Membership test to generating set

This article describes a group-finding problem, that is, a problem where we have to explicitly find a generating set of a group that is specified through certain conditions

Description

Given data

A group ${\displaystyle G}$, sitting inside some universe group ${\displaystyle U}$, is specified by means of a generating set ${\displaystyle A}$ of ${\displaystyle G}$. ${\displaystyle H}$ is given as a subgroup of finite index in ${\displaystyle G}$, wherein:

• We are given a black-box algorithm for the membership testing problem in ${\displaystyle H}$.
• We have an algorithm for membership testing in ${\displaystyle G}$.

Goal

Find a generating set for ${\displaystyle H}$ whose size is bounded by the index of ${\displaystyle H}$ times the size of the given generating set for ${\displaystyle G}$.

Relation with other problems

Problems solved using this

Interestingly this algorithm is used for a problem that, on the surface of it, appears the reverse of this one -- finding a membership test using a generating set.
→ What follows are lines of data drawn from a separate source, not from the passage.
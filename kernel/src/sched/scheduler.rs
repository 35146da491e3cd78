//! Scheduler state: run-rings and decay bands.
//!
//! A scheduler keeps one ring and one signed decay counter per priority
//! band. Every selection pass resets the counter of each empty band to its
//! table value and decrements the counter of each runnable band; among the
//! runnable bands, the lowest counter wins and is reset. Low table values
//! therefore come up often, high values rarely, and a runnable band that
//! waits drives its counter arbitrarily negative until it must win.

use core::ptr::NonNull;
use core::sync::atomic::{AtomicPtr, Ordering};

use spin::Mutex;

use super::ring::Ring;
use super::thread::{Thread, ThreadPtr};
use super::{SCHED_BANDS, SCHED_PRIOS};

/// Per-CPU scheduler: the banded run queue and the idle thread returned
/// when nothing is runnable.
pub struct Scheduler {
    pub(super) run: Mutex<RunQueue>,
    idle: AtomicPtr<Thread>,
}

impl Default for Scheduler {
    fn default() -> Self {
        Scheduler {
            run: Mutex::new(RunQueue::new()),
            idle: AtomicPtr::new(core::ptr::null_mut()),
        }
    }
}

impl Scheduler {
    /// Reinitialise a (possibly pool-recycled) scheduler in place.
    ///
    /// Must run after the instance has reached its final address: the ring
    /// sentinels are self-referential.
    pub(super) fn reset(&mut self, idle: ThreadPtr) {
        self.run.get_mut().init();
        self.idle.store(idle.as_raw(), Ordering::Release);
    }

    /// The idle thread, once installed.
    pub fn idle(&self) -> Option<ThreadPtr> {
        NonNull::new(self.idle.load(Ordering::Acquire)).map(ThreadPtr::new)
    }

    /// Pick the next runnable thread, if any, advancing the decay pass.
    pub fn schedule_next(&self) -> Option<ThreadPtr> {
        self.run.lock().schedule_next()
    }

    /// Threads currently bound to this scheduler, the running one included.
    pub fn thread_count(&self) -> usize {
        self.run.lock().thread_count
    }

    /// Decay counter of `band`. Debug introspection.
    pub fn decay(&self, band: usize) -> i32 {
        self.run.lock().decay[band]
    }

    /// Whether `band` has queued threads.
    pub fn band_runnable(&self, band: usize) -> bool {
        !self.run.lock().rings[band].is_empty()
    }
}

/// The lock-protected part of a scheduler.
pub(super) struct RunQueue {
    rings: [Ring; SCHED_BANDS],
    decay: [i32; SCHED_BANDS],
    pub(super) thread_count: usize,
}

// Ring nodes are only touched while the scheduler lock is held.
unsafe impl Send for RunQueue {}

impl RunQueue {
    pub(super) const fn new() -> Self {
        RunQueue {
            rings: [const { Ring::new() }; SCHED_BANDS],
            decay: [0; SCHED_BANDS],
            thread_count: 0,
        }
    }

    /// Link the ring sentinels and preset every decay counter to its table
    /// value. In-place; see [`Scheduler::reset`].
    pub(super) fn init(&mut self) {
        for band in 0..SCHED_BANDS {
            self.rings[band].init();
            self.decay[band] = SCHED_PRIOS[band];
        }
        self.thread_count = 0;
    }

    /// One selection pass over all bands.
    ///
    /// Empty bands get their decay counter reset; runnable bands get it
    /// decremented, and the first band holding the minimum wins. The
    /// winner's counter is reset and its oldest thread is unlinked from the
    /// tail of the ring.
    pub(super) fn schedule_next(&mut self) -> Option<ThreadPtr> {
        let mut found: Option<(usize, i32)> = None;

        for band in 0..SCHED_BANDS {
            if self.rings[band].is_empty() {
                self.decay[band] = SCHED_PRIOS[band];
                continue;
            }

            self.decay[band] -= 1;

            if found.map_or(true, |(_, lowest)| self.decay[band] < lowest) {
                found = Some((band, self.decay[band]));
            }
        }

        let (band, _) = found?;
        self.decay[band] = SCHED_PRIOS[band];

        let node = unsafe { self.rings[band].remove_tail() };
        let thread = unsafe { (*node).data } as *mut Thread;
        let thread = NonNull::new(thread).expect("enqueued ring node lacks its back-pointer");
        Some(ThreadPtr::new(thread))
    }

    /// Queue `thread` at the head end of its band. The idle thread is never
    /// enqueued. A band that was empty gets its decay counter reset so it
    /// cannot inherit a stale value from a previous emptying.
    pub(super) fn reenqueue(&mut self, idle: Option<ThreadPtr>, thread: ThreadPtr) {
        if Some(thread) == idle {
            return;
        }

        let band = (unsafe { thread.as_ref() }.priority % SCHED_BANDS as u32) as usize;

        if self.rings[band].is_empty() {
            self.decay[band] = SCHED_PRIOS[band];
        }

        let node = unsafe { thread.as_ref() }.queue_entry();
        unsafe {
            (*node).data = thread.as_raw().cast();
            self.rings[band].insert_head(node);
        }
    }
}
PLACEHOLDER FOR INFORMATION TO BE FILLED IN: [SHOW MORE]

Solution

Outline

The solution proceeds in two steps:

• Finding a system of coset representatives of ${\displaystyle H}$ in ${\displaystyle G}$
• Using Schreier's lemma and membership testing in ${\displaystyle H}$ to obtain a generating set for ${\displaystyle H}$

Finding a system of coset representatives

The idea is to view the action of ${\displaystyle G}$ on the coset space ${\displaystyle G/H}$. This is a transitive group action.

Construct a graph with vertex set ${\displaystyle G/H}$ wherein two cosets are adjacent if one can be taken to the other by left multiplication by an element of ${\displaystyle A}$. Now, by doing a breadth-first search in this graph, we can find, for each member of ${\displaystyle G/H}$, a path from ${\displaystyle H}$ to that, and hence a group element of ${\displaystyle G}$ that lies in that coset.

Hence, we have found a system of coset representatives.

Note that the number of steps that a breadth-first search takes equals the number of edges in the graph. The number of edges in this case is ${\displaystyle [G:H]\left|A\right|}$.

Using this to obtain a set of generators

We simply use Schreier's lemma to explicitly construct the generating set of the subgroup, invoking the membership test in ${\displaystyle H}$ wherever needed.

Variants and cleverer solutions

There are two problems with the above general solution:

• The size of the generating set obtained could be quite large (it is proportional to the index of the subgroup)
• The time taken is also proportional to the index of the subgroup

The solution lies in finding a tower of subgroups from the whole group to the given subgroup, such that:

• The index between any two adjacent members is polynomially bounded in ${\displaystyle n}$
• The number of steps is polynomially bounded (this is automatically guaranteed, for instance, if the size of the universe group is exponentially bounded in ${\displaystyle n}$, as happens in the case of permutation groups)

And simultaneously also in finding an an algorithm that can, at every stage, bring the size of the generating set down to a polynomial function of ${\displaystyle n}$.